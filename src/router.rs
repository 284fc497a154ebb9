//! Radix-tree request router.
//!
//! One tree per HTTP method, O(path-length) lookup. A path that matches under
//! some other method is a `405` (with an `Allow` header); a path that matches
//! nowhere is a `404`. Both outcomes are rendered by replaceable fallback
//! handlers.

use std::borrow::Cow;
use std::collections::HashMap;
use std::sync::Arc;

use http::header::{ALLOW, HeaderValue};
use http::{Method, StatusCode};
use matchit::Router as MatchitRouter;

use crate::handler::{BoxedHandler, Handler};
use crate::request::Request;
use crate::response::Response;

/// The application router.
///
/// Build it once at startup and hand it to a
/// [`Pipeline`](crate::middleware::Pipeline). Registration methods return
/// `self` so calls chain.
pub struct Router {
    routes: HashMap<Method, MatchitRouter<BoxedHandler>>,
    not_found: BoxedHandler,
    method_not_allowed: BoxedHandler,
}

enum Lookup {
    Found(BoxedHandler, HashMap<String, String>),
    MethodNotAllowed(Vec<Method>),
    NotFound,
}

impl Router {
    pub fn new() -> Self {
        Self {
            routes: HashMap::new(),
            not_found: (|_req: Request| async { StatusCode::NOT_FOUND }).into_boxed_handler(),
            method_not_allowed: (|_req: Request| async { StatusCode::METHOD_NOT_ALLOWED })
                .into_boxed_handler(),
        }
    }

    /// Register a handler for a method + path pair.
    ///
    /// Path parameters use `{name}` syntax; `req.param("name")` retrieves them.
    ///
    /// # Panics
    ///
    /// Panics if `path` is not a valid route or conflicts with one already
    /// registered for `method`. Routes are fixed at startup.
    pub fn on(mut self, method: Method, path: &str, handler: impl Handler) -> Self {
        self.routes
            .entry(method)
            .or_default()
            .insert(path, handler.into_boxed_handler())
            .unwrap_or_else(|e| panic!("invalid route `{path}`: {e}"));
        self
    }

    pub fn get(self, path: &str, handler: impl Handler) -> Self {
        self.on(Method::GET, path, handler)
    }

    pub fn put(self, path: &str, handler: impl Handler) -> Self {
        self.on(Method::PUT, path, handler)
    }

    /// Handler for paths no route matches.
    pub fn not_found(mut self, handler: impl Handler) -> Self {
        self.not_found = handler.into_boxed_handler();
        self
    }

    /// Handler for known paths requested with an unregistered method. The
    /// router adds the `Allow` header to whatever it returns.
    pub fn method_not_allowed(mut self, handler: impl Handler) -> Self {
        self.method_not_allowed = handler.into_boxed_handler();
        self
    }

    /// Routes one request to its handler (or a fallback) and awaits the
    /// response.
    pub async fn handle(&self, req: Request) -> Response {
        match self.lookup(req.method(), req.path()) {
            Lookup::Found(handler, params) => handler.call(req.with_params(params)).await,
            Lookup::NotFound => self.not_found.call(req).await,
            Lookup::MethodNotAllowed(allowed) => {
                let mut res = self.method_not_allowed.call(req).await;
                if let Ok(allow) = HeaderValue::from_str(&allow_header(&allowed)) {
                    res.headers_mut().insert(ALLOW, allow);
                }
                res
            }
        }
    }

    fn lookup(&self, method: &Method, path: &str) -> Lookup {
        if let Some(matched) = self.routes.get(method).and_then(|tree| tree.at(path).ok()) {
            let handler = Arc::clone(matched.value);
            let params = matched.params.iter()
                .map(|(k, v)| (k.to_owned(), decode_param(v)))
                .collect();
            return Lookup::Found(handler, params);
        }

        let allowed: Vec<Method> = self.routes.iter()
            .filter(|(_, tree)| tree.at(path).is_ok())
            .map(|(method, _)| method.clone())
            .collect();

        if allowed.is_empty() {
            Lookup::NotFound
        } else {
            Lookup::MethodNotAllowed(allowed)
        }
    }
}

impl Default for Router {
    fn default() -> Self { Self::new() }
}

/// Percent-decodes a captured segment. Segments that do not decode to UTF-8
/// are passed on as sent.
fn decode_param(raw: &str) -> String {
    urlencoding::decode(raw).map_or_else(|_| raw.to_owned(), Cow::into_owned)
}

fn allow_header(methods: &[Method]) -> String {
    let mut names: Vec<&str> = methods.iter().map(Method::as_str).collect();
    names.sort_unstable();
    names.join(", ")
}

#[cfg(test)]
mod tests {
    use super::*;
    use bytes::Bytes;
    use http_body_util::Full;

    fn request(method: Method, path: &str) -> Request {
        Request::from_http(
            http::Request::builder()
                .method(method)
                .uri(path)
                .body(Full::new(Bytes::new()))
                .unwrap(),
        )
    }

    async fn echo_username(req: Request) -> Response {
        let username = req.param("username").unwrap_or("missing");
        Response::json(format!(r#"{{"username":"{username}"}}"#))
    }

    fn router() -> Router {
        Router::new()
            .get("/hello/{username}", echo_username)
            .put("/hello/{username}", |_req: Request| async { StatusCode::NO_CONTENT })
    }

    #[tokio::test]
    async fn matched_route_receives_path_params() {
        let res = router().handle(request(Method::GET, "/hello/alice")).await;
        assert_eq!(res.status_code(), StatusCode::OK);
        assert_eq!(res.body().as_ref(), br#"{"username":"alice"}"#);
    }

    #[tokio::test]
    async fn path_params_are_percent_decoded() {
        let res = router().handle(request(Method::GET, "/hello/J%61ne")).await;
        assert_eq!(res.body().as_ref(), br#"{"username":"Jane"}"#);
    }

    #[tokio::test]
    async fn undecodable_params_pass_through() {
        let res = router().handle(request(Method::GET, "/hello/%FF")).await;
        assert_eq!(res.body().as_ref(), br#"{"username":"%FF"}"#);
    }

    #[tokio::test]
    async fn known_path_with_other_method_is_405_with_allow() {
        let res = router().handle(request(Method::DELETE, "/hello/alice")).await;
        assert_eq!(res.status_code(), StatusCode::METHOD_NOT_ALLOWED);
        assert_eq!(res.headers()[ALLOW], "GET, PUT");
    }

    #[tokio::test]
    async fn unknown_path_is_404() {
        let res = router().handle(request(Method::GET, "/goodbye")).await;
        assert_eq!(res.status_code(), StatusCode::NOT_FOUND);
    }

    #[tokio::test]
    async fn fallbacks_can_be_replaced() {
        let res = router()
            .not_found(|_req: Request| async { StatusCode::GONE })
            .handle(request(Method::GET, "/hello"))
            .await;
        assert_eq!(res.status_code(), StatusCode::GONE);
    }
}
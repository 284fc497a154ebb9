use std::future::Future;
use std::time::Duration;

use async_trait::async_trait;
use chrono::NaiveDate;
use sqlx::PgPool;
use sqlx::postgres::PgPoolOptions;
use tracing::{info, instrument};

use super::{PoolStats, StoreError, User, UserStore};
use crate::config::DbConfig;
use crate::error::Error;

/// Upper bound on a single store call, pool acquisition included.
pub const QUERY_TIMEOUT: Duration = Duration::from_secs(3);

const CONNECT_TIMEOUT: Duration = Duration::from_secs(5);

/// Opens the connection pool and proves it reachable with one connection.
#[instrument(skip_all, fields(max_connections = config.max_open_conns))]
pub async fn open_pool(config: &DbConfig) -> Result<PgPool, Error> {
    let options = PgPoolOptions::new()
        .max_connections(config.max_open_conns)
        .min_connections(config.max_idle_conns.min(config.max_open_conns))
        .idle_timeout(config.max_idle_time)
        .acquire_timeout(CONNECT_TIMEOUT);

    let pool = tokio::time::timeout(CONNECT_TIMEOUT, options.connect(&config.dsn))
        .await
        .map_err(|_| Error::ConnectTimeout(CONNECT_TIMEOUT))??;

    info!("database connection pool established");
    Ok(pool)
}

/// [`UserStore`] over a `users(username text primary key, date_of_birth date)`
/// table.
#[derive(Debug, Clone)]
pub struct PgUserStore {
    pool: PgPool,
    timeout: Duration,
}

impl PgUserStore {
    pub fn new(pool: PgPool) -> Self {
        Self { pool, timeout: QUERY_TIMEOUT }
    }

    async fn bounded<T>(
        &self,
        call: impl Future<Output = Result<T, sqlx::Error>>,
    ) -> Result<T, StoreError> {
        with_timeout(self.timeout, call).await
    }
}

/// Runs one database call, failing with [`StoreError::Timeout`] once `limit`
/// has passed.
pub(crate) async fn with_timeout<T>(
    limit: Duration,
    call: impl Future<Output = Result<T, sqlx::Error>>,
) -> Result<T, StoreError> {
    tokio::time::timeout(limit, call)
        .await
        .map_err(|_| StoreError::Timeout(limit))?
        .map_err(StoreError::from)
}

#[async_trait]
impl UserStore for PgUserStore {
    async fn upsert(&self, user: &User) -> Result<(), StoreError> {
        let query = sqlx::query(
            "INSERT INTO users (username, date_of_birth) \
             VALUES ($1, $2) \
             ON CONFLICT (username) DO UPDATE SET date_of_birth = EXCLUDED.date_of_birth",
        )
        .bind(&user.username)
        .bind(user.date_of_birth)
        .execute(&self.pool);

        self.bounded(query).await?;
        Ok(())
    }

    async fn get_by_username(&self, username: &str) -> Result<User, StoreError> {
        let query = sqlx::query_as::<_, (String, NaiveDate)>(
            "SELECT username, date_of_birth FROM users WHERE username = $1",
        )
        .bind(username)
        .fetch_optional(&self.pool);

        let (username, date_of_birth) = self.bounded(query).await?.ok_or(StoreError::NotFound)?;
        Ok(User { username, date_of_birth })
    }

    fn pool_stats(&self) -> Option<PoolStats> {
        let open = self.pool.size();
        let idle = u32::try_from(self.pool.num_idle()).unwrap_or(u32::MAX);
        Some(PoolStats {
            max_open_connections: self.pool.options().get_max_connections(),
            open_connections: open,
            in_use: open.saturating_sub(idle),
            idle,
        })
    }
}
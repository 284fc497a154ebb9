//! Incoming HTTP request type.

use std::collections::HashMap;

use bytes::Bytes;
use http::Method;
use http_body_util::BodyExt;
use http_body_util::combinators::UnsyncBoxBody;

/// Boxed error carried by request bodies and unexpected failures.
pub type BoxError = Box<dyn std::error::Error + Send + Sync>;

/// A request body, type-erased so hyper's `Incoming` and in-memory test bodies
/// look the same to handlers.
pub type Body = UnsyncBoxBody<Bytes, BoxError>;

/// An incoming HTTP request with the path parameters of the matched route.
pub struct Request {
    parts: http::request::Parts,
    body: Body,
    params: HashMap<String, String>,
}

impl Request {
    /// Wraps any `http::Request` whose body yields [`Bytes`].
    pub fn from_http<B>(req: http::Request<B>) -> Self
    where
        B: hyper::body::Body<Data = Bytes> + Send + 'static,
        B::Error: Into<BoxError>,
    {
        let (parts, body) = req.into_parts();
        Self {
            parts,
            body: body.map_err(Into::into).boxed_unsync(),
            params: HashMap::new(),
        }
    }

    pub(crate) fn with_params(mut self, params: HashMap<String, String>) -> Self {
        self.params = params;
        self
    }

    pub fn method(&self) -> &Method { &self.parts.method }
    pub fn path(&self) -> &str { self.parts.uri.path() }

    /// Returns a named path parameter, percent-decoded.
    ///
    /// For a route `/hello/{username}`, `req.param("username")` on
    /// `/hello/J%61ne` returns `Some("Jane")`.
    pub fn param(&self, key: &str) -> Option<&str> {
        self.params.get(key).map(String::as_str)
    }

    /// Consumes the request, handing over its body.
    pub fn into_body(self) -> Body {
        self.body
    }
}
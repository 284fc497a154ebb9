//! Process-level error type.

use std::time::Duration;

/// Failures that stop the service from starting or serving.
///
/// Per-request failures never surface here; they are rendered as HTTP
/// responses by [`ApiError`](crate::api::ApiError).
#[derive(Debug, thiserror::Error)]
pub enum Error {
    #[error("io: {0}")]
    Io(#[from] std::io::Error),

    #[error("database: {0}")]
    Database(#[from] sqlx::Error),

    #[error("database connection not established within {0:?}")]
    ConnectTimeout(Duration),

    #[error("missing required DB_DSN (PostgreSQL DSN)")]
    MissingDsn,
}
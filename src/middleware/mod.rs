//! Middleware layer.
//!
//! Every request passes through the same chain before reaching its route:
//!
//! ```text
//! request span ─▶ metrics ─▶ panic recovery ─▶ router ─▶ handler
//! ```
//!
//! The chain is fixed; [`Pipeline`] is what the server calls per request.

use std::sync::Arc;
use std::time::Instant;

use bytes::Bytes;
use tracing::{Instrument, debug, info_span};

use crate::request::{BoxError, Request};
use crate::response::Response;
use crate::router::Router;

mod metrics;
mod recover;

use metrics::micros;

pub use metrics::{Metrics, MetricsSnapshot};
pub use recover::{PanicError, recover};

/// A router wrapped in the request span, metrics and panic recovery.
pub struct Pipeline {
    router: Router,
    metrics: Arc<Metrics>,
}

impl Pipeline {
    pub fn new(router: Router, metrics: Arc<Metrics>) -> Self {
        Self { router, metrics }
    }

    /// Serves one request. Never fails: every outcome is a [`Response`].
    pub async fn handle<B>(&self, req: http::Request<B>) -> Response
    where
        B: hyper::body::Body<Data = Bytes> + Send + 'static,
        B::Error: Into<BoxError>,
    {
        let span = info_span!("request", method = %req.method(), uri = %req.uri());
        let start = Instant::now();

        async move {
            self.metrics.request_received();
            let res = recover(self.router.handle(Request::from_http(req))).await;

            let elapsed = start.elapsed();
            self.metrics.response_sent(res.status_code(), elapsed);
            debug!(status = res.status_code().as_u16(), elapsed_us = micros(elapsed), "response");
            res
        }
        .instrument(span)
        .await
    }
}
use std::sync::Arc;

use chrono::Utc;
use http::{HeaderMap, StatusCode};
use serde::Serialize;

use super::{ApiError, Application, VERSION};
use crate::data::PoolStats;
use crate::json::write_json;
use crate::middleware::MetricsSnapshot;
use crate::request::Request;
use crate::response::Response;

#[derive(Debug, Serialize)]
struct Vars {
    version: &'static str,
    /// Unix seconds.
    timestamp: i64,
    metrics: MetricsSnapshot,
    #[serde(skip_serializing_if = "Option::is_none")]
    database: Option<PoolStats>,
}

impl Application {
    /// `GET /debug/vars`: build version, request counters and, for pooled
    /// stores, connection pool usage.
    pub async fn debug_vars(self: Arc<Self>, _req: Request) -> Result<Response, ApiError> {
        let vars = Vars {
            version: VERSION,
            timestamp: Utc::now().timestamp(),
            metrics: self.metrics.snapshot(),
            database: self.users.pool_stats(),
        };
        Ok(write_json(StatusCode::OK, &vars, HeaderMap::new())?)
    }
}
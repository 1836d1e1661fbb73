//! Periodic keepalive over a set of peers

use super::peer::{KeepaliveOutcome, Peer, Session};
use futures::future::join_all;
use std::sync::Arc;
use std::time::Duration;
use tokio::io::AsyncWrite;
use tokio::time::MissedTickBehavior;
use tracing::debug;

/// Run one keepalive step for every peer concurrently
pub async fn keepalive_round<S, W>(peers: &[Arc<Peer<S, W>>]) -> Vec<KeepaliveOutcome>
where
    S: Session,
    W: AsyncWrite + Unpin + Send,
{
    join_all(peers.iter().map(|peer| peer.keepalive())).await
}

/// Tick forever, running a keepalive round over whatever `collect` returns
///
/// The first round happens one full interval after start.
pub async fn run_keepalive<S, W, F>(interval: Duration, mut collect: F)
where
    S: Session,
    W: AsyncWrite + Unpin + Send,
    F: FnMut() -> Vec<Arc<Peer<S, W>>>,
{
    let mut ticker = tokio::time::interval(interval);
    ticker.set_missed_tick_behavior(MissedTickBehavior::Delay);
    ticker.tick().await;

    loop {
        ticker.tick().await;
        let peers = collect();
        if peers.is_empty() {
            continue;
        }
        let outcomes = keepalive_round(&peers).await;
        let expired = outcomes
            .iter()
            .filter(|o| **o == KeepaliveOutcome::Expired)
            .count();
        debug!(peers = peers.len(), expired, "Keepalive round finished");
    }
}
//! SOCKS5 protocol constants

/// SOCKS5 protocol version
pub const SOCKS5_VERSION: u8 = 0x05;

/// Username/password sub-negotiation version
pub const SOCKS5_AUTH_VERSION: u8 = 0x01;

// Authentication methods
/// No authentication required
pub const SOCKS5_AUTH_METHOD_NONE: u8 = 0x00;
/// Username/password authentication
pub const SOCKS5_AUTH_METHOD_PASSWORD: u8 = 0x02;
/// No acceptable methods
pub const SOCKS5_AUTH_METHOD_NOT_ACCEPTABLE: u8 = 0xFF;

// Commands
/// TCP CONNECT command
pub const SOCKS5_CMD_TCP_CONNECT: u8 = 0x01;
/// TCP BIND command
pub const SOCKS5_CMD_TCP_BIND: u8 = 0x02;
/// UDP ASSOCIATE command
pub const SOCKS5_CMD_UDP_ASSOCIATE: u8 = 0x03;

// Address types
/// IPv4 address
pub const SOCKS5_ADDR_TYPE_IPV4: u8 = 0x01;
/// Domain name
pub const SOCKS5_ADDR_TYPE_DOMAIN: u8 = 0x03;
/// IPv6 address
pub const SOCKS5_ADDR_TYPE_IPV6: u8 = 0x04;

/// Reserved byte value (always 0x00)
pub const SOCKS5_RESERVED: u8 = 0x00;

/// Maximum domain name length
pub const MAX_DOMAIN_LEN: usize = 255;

-*-*-

**The task**
Check every line above for the string "alice" and copy those that have it.

**Response to this exercise**
        let res = router().handle(request(Method::GET, "/hello/alice")).await;
        assert_eq!(res.body().as_ref(), br#"{"username":"alice"}"#);
        let res = router().handle(request(Method::DELETE, "/hello/alice")).await;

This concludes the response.